Curcumin for the Treatment of Pituitary Adenomas: The Potential of a Single Agent for Multifaceted Therapeutic Effects

Zisheng Yan¹Chen Liang²Fujia Nian¹Gang Peng¹Yun-tao Li³Jingyu Guan¹Ruihan Pan^1*Gaochao Song^1*

• ¹Department of Neurosurgery, The Second Affiliated Hospital of Nanjing Medical University, Nanjing, China
• ²Department of Neurology, The Second Affiliated Hospital of Nanjing Medical University, Nanjing, China
• ³Department of General Medicine, The Second Affiliated Hospital of Nanjing Medical University, Nanjing, China

Pituitary adenomas (PAs), accounting for 10–15% of intracranial tumors, cause significant morbidity through endocrine dysfunction and mass effects. While current treatments (surgery, pharmacotherapy, radiation) face challenges such as drug resistance, recurrence, and metabolic complications, curcumin emerges as a promising multi-target agent for PA management.

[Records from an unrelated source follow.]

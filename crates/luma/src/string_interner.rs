use ahash::RandomState;
use std::collections::HashMap;
use std::hash::{BuildHasher, Hash, Hasher};

use crate::luma_vm::{LumaError, LumaResult};

/// Handle into the run's string storage. Ids are only meaningful against the
/// interner that issued them; equal content always yields equal ids.
#[derive(Debug, Clone, Copy, PartialEq, Eq, Hash)]
pub struct StrId(u32);

/// Complete string interner - every string the run touches lives here: the
/// constant pool's literals, global names, and concat results. Content hash
/// lookup uses ahash. The whole store is released when the run's interner is
/// dropped.
pub struct StringInterner {
    strings: Vec<Box<str>>,

    // content hash -> ids mapping for deduplication
    map: HashMap<u64, Vec<StrId>, RandomState>,

    hashbuilder: RandomState,

    bytes_in_use: usize,
    max_bytes: usize,
}

impl StringInterner {
    pub fn new(max_bytes: usize) -> Self {
        StringInterner {
            strings: Vec::new(),
            map: HashMap::with_capacity_and_hasher(64, RandomState::new()),
            hashbuilder: RandomState::new(),
            bytes_in_use: 0,
            max_bytes,
        }
    }

    /// Intern a string - returns the existing id if already interned,
    /// stores a fresh buffer otherwise. Fails with `OutOfMemory` when the
    /// byte budget would be exceeded.
    pub fn intern(&mut self, s: &str) -> LumaResult<StrId> {
        let hash = self.hash_string(s);

        if let Some(ids) = self.map.get(&hash) {
            for &id in ids {
                if self.strings[id.0 as usize].as_ref() == s {
                    return Ok(id);
                }
            }
        }

        if self.bytes_in_use + s.len() > self.max_bytes {
            return Err(LumaError::OutOfMemory);
        }

        let id = StrId(self.strings.len() as u32);
        self.bytes_in_use += s.len();
        self.strings.push(Box::from(s));
        self.map.entry(hash).or_default().push(id);
        Ok(id)
    }

    pub fn get(&self, id: StrId) -> &str {
        &self.strings[id.0 as usize]
    }

    /// Concatenate two stored strings into a new owned buffer.
    pub fn concat(&mut self, left: StrId, right: StrId) -> LumaResult<StrId> {
        let mut buffer =
            String::with_capacity(self.get(left).len() + self.get(right).len());
        buffer.push_str(self.get(left));
        buffer.push_str(self.get(right));
        self.intern(&buffer)
    }

    #[inline]
    fn hash_string(&self, s: &str) -> u64 {
        let mut hasher = self.hashbuilder.build_hasher();
        s.hash(&mut hasher);
        hasher.finish()
    }
}

#[cfg(test)]
mod tests {
    use super::*;

    #[test]
    fn interning_deduplicates() {
        let mut interner = StringInterner::new(1024);
        let a = interner.intern("hello").unwrap();
        let b = interner.intern("hello").unwrap();
        let c = interner.intern("world").unwrap();
        assert_eq!(a, b);
        assert_ne!(a, c);
        assert_eq!(interner.get(a), "hello");
    }

    #[test]
    fn concat_produces_interned_result() {
        let mut interner = StringInterner::new(1024);
        let a = interner.intern("foo").unwrap();
        let b = interner.intern("bar").unwrap();
        let ab = interner.concat(a, b).unwrap();
        assert_eq!(interner.get(ab), "foobar");
        let direct = interner.intern("foobar").unwrap();
        assert_eq!(ab, direct);
    }

    #[test]
    fn byte_budget_is_enforced() {
        let mut interner = StringInterner::new(8);
        interner.intern("12345678").unwrap();
        assert_eq!(
            interner.intern("x").unwrap_err(),
            LumaError::OutOfMemory
        );
        // already-interned content still resolves
        assert!(interner.intern("12345678").is_ok());
    }
}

This review synthesizes evidence on curcumin's dual roles: suppressing tumor progression and ameliorating hormone-driven metabolic disorders. Antitumor Mechanisms: Curcumin inhibits PA proliferation by modulating cell cycle proteins, inducing apoptosis via pro-apoptotic protein upregulation and anti-apoptotic suppression. It targets key pathways like NF-κB, reducing VEGF/HIF-1α-driven angiogenesis and MMP-9-mediated invasion. Synergistic effects enhance existing therapies: low-dose curcumin potentiates bromocriptine in prolactinomas by regulating ERK/EGR1 and AKT/GSK-3β, while in aggressive PAs, it may overcome temozolomide resistance by downregulating DNA repair enzymes. Metabolic Regulation: Beyond antitumor effects, curcumin mitigates hormone-induced metabolic dysregulation. It suppresses excess ACTH, GH, and prolactin secretion in functional PAs. For GH adenomas, curcumin improves insulin resistance by activating AMPK, enhancing skeletal muscle glucose uptake, and suppressing hepatic gluconeogenesis. It also reduces inflammatory cytokines and oxidative stress, protecting against cortisol-induced glycometabolic dysfunction and PRL/GH-mediated bone loss via RANKL/OPG pathway modulation. Conclusion: Curcumin's ability to concurrently target tumor growth, hormone hypersecretion, and metabolic complications positions it as a unique "one drug, multiple effects" candidate. Future research must prioritize PA-specific mechanistic studies and advanced delivery systems to realize its clinical potential.